Patches are put on the skin much like an adhesive bandage, releasing estrogen and progestin. If you use a patch as your primary form of birth control, you should change it once a week.

Potential Positive Side Effects

  • Acne reduction
  • Reduced bleeding and menstrual cramps
  • Reduce endometriosis symptoms
  • Lowered risk of anemia during menstruation
  • Reduced risk of ovarian cysts

Potential Negative Side Effects

  • Sunlight can damage patches, and overexposure to sunlight or heat may make them less effective 
  • The patch contains more estrogen than other types of birth control, which may cause long term health effects
  • Must be replaced once a month
  • Blood clots
  • Headaches
  • Nausea 
  • May be affected by other medications
  • Does not protect against STDs

An Injection

a person being injected

Injections are birth control in the form of a shot administered by a gynecologist or healthcare professional every 12 weeks.

Potential Positive Side Effects

  • Reduced menstrual cramps
  • Reduced risk of pelvic inflammatory disease
  • Can be removed at any time if you decide you want to conceive
  • You only need to get an injection once every three months
  • Lowers the risk of anemia while menstruating
  • Does not contain estrogen
  • Reduces the symptoms of endometriosis

Potential Negative Side Effects

  • Can cause spotting in between periods
  • Can cause migraines or headaches
  • Must be applied and removed by a medical professional
  • Dizziness
  • Sore breasts
  • Can lead to weight gain
  • May be affected by other medications
  • Does not protect against STDs

Birth Control and Women’s Health

a person holding tropical fruits

It’s important to remember that everyone’s body and hormonal levels differ. So it's essential to figure out your unique needs with a gynecologist or healthcare provider before beginning a new contraceptive method. You may find that you react poorly to birth control that a family member does not. Always make sure your doctor has all your health information. They should also have information about your lifestyle (including alcohol consumption, smoking, etc.) when you're discussing contraceptive options.

Hormone contraceptives have links to changes in the body's carbohydrate (starch and sugar) handling abilities.
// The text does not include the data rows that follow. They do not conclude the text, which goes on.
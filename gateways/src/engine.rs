//! Single-writer orchestrator over the settlement core.
//!
//! The engine owns the authoritative [`CoreState`] behind one write lock
//! and is the only component that mutates it. Every operation follows
//! the same shape: take the lock, apply the mutation through the core's
//! or a gateway's entry points, emit exactly one event describing it,
//! and append that event to the journal when one is attached. Reads take
//! the lock shared and copy out what the caller asked for.
//!
//! On restart, [`Engine::with_journal`] loads the newest snapshot,
//! replays the journal tail to recover core state, and walks the full
//! record stream once more to rebuild gateway request bookkeeping,
//! which snapshots do not carry.
//!
//! Custody adapters are process-local capabilities, not ledger state:
//! attaching one is not an event, and the venue mirror calls (deposit on
//! mint, recall on settlement) are best-effort — a venue hiccup must
//! not wedge a settlement that already happened on the ledger.

use std::collections::HashMap;
use std::sync::Arc;

use chrono::{DateTime, Utc};
use parking_lot::RwLock;
use serde::Serialize;
use thiserror::Error;
use tracing::{info, warn};

use cairn_protocol::adapter::Adapter;
use cairn_protocol::batch::{Batch, BatchError, BatchStatus};
use cairn_protocol::config::{Network, ProtocolConfig};
use cairn_protocol::events::{Event, EventLog, EventRecord};
use cairn_protocol::ids::{AssetId, BatchId, ProposalId, RequestId, VaultId};
use cairn_protocol::registry::{Authorizer, RegistryError, Role, VaultKind};
use cairn_protocol::router::{RouterError, SettlementOutcome, SettlementProposal};
use cairn_protocol::state::{BackingReport, CoreState};
use cairn_protocol::storage::journal::{EventJournal, StoreError};
use cairn_protocol::storage::replay::{self, ReplayError};
use cairn_protocol::storage::snapshot::StateSnapshot;
use cairn_protocol::token::TokenError;
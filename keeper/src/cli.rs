//! # CLI Interface
//!
//! Defines the command-line argument structure for `cairn-keeper` using
//! `clap` derive. Supports four subcommands: `run`, `init`, `status`,
//! and `version`.

use clap::{Parser, Subcommand};
use std::path::PathBuf;

/// CAIRN protocol keeper.
///
/// The operations daemon for a CAIRN deployment. Drives batch cycles,
/// cranks matured settlements, serves the read-only HTTP API, and
/// exposes Prometheus metrics.
#[derive(Parser, Debug)]
#[command(
    name = "cairn-keeper",
    about = "CAIRN protocol keeper daemon",
    version,
    propagate_version = true
)]
pub struct CairnKeeperCli {
    /// Subcommand to execute.
    #[command(subcommand)]
    pub command: Commands,
}

/// Top-level subcommands for the keeper binary.
#[derive(Subcommand, Debug)]
pub enum Commands {
    /// Start the keeper daemon.
    Run(RunArgs),
    /// Initialize a data directory — creates the journal, seeds the
    /// genesis registry and role table, and pins a first snapshot.
    Init(InitArgs),
    /// Query the status of a running keeper via its HTTP endpoint.
    Status(StatusArgs),
    /// Print version information and exit.
    Version,
}

/// Arguments for the `run` subcommand.
#[derive(Parser, Debug)]
pub struct RunArgs {
    /// Path to the keeper data directory holding the journal, snapshots,
    /// and the role table.
    ///
    /// Created on first run if it does not exist.
    #[arg(long, short = 'd', env = "CAIRN_DATA_DIR", default_value = "~/.cairn")]
    pub data_dir: PathBuf,

    /// Address the HTTP API and metrics are served on.
    #[arg(long, env = "CAIRN_LISTEN", default_value = "0.0.0.0:9750")]
    pub listen: String,

    /// Network parameter set: mainnet, testnet, or local.
    #[arg(long, env = "CAIRN_NETWORK", default_value = "local")]
    pub network: String,

    /// Seconds between batch cycles (close the open batch, open its
    /// successor, propose settlement where custody totals are known).
    #[arg(long, env = "CAIRN_BATCH_INTERVAL", default_value_t = 86_400)]
    pub batch_interval: u64,

    /// Seconds between settlement sweeps (execute proposals whose
    /// cooldown has elapsed).
    #[arg(long, env = "CAIRN_SETTLE_INTERVAL", default_value_t = 60)]
    pub settle_interval: u64,

    /// Default log filter when `RUST_LOG` is not set.
    #[arg(long, env = "CAIRN_LOG", default_value = "info")]
    pub log_level: String,

    /// Log output format: pretty or json.
    #[arg(long, env = "CAIRN_LOG_FORMAT", default_value = "pretty")]
    pub log_format: String,

    /// Drive randomized institutional and retail traffic against the
    /// genesis vaults, with a simulated custody venue accruing yield.
    ///
    /// For demo and bootstrap networks only — a fresh keeper exercises
    /// the full mint/stake/settle/claim path without external actors.
    #[arg(long, env = "CAIRN_SIMULATE", default_value_t = false)]
    pub simulate: bool,
}

/// Arguments for the `init` subcommand.
#[derive(Parser, Debug)]
pub struct InitArgs {
    /// Path to the data directory to initialize.
    #[arg(long, short = 'd', env = "CAIRN_DATA_DIR", default_value = "~/.cairn")]
    pub data_dir: PathBuf,

    /// Network to configure for: mainnet, testnet, or local.
    #[arg(long, default_value = "local")]
    pub network: String,

    /// Custody asset symbol registered at genesis.
    #[arg(long, default_value = "USDY")]
    pub asset: String,

    /// Issued-token symbol for the genesis asset.
    #[arg(long, default_value = "cUSDY")]
    pub token: String,

    /// Decimal places of the genesis asset.
    #[arg(long, default_value_t = 6)]
    pub decimals: u8,
}

/// Arguments for the `status` subcommand.
#[derive(Parser, Debug)]
pub struct StatusArgs {
    /// Listen address of the running keeper.
    #[arg(long, default_value = "127.0.0.1:9750")]
    pub addr: String,
}

#[cfg(test)]
mod tests {
    use super::*;
    use clap::CommandFactory;

    #[test]
    fn verify_cli_structure() {
        // Ensures the derive macros produce a valid CLI definition.
        CairnKeeperCli::command().debug_assert();
    }

    #[test]
    fn run_defaults_match_the_local_profile() {
        let cli = CairnKeeperCli::try_parse_from(["cairn-keeper", "run"]).unwrap();
        match cli.command {
            Commands::Run(args) => {
                assert_eq!(args.network, "local");
                assert_eq!(args.listen, "0.0.0.0:9750");
                assert_eq!(args.batch_interval, 86_400);
                assert!(!args.simulate);
            }
            other => panic!("expected run, parsed {other:?}"),
        }
    }
}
The lower efficiency of utilizing food sugar is one of them. Insulin is a hormone that promotes sugar use in the body. Blood sugar issues can raise the risk of diabetes and heart disease. These concerns are primarily associated with birth control pills that include estrogen. So, it's crucial to talk to your doctor about birth control if you have diabetes.
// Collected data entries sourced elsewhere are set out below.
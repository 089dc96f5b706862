//! Role vocabulary and the `Authorizer` capability trait.
//!
//! The core never stores role tables of its own. Every entry point takes a
//! `&dyn Authorizer` and asks a yes/no question about the calling account;
//! what backs the answer (an in-memory table, a governance module, an HSM
//! somewhere) is the deployment's business.

use serde::{Deserialize, Serialize};
use std::collections::{BTreeSet, HashMap};
use std::fmt;

// ---------------------------------------------------------------------------
// Role
// ---------------------------------------------------------------------------

/// The four roles the protocol distinguishes.
#[derive(Clone, Copy, Debug, PartialEq, Eq, PartialOrd, Ord, Hash, Serialize, Deserialize)]
pub enum Role {
    /// Operational governance: registers assets and vaults, wires config.
    Admin,
    /// Circuit breaker: may cancel a pending settlement proposal. Nothing
    /// else. A guardian cannot move funds, only stop a settlement.
    Guardian,
    /// Automation: advances batch lifecycles and proposes settlements.
    Relayer,
    /// Whitelisted institution: may mint and redeem through the
    /// institutional gateway.
    Institution,
}

impl fmt::Display for Role {
    fn fmt(&self, f: &mut fmt::Formatter<'_>) -> fmt::Result {
        match self {
            Role::Admin => write!(f, "admin"),
            Role::Guardian => write!(f, "guardian"),
            Role::Relayer => write!(f, "relayer"),
            Role::Institution => write!(f, "institution"),
        }
    }
}

// ---------------------------------------------------------------------------
// Authorizer
// ---------------------------------------------------------------------------

/// Capability interface for role-membership queries.
///
/// Implementations must answer from current state on every call; the core
/// re-checks on each operation and never caches an answer across calls.
pub trait Authorizer: Send + Sync {
    /// Whether `account` currently holds `role`.
    fn has_role(&self, account: &str, role: Role) -> bool;

    /// Whether `account` is an admin.
    fn is_admin(&self, account: &str) -> bool {
        self.has_role(account, Role::Admin)
    }

    /// Whether `account` is a guardian.
    fn is_guardian(&self, account: &str) -> bool {
        self.has_role(account, Role::Guardian)
    }

    /// Whether `account` is a relayer.
    fn is_relayer(&self, account: &str) -> bool {
        self.has_role(account, Role::Relayer)
    }

    /// Whether `account` is a whitelisted institution.
    fn is_institution(&self, account: &str) -> bool {
        self.has_role(account, Role::Institution)
    }
}

// ---------------------------------------------------------------------------
// StaticAuthorizer
// ---------------------------------------------------------------------------

/// In-memory role table. The reference implementation used by the keeper
/// and by every test in the workspace.
#[derive(Clone, Debug, Default, PartialEq, Eq, Serialize, Deserialize)]
pub struct StaticAuthorizer {
    /// Role grants per account. `BTreeSet` keeps serialized output stable.
    grants: HashMap<String, BTreeSet<Role>>,
}

impl StaticAuthorizer {
    /// Creates an empty table: nobody can do anything yet.
    pub fn new() -> Self {
        Self::default()
    }

    /// Grants `role` to `account`. Granting twice is a no-op.
    pub fn grant(&mut self, account: &str, role: Role) {
        self.grants.entry(account.to_string()).or_default().insert(role);
    }

    /// Revokes `role` from `account`. Returns whether the grant existed.
    pub fn revoke(&mut self, account: &str, role: Role) -> bool {
        match self.grants.get_mut(account) {
            Some(roles) => {
                let removed = roles.remove(&role);
                if roles.is_empty() {
                    self.grants.remove(account);
                }
                removed
            }
            None => false,
        }
    }

    /// All roles currently held by `account`.
    pub fn roles_of(&self, account: &str) -> Vec<Role> {
        self.grants
            .get(account)
            .map(|roles| roles.iter().copied().collect())
            .unwrap_or_default()
    }

    /// Number of accounts holding at least one role.
    pub fn account_count(&self) -> usize {
        self.grants.len()
    }
}

impl Authorizer for StaticAuthorizer {
    fn has_role(&self, account: &str, role: Role) -> bool {
        self.grants
            .get(account)
            .map(|roles| roles.contains(&role))
            .unwrap_or(false)
    }
}

#[cfg(test)]
mod tests {
    use super::*;

    #[test]
    fn empty_table_denies_everything() {
        let auth = StaticAuthorizer::new();
        assert!(!auth.is_admin("cairn:alice"));
        assert!(!auth.is_guardian("cairn:alice"));
        assert!(!auth.is_relayer("cairn:alice"));
        assert!(!auth.is_institution("cairn:alice"));
    }

    #[test]
    fn grant_and_check() {
        let mut auth = StaticAuthorizer::new();
        auth.grant("cairn:ops", Role::Relayer);
        assert!(auth.is_relayer("cairn:ops"));
        // A relayer grant says nothing about other roles.
        assert!(!auth.is_guardian("cairn:ops"));
    }

    #[test]
    fn roles_are_per_account() {
        let mut auth = StaticAuthorizer::new();
        auth.grant("cairn:ops", Role::Relayer);
        assert!(!auth.is_relayer("cairn:other"));
    }

    #[test]
    fn revoke_removes_the_grant() {
        let mut auth = StaticAuthorizer::new();
        auth.grant("cairn:guard", Role::Guardian);
        assert!(auth.revoke("cairn:guard", Role::Guardian));
        assert!(!auth.is_guardian("cairn:guard"));
        // Second revoke reports nothing to remove.
        assert!(!auth.revoke("cairn:guard", Role::Guardian));
    }

    #[test]
    fn multiple_roles_per_account() {
        let mut auth = StaticAuthorizer::new();
        auth.grant("cairn:root", Role::Admin);
        auth.grant("cairn:root", Role::Guardian);
        assert!(auth.is_admin("cairn:root"));
        assert!(auth.is_guardian("cairn:root"));
        assert_eq!(auth.roles_of("cairn:root").len(), 2);
    }

    #[test]
    fn granting_twice_is_idempotent() {
        let mut auth = StaticAuthorizer::new();
        auth.grant("cairn:acme", Role::Institution);
        auth.grant("cairn:acme", Role::Institution);
        assert_eq!(auth.roles_of("cairn:acme"), vec![Role::Institution]);
    }

    #[test]
    fn table_serialization_roundtrip() {
        let mut auth = StaticAuthorizer::new();
        auth.grant("cairn:root", Role::Admin);
        auth.grant("cairn:ops", Role::Relayer);
        let json = serde_json::to_string(&auth).expect("serialize");
        let recovered: StaticAuthorizer = serde_json::from_str(&json).expect("deserialize");
        assert_eq!(auth, recovered);
    }
}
The pill, for example, has the potential to cause blood sugar levels to become too high. Some claim that their basal insulin dosages increased by nearly half when going on birth control. So it's critical to understand that birth control might be causing insulin resistance and that you're not doing anything wrong such as being off track when carb counting. Some women also claim they need less insulin while taking placebo pills, so keep this in mind!

There's also some talk about the risk factor that estrogen may add to developing cancer, specifically breast cancer and cervical cancer. Most research done regarding the link between contraception and cancer has been observational research. Estrogen and progesterone have both been found to stimulate cancer growth. Due to the fact that birth control methods utilize synthetic versions of both of those hormones, they may increase your risk of developing cancer. The longer you use birth control, the higher your risk becomes for developing cancer.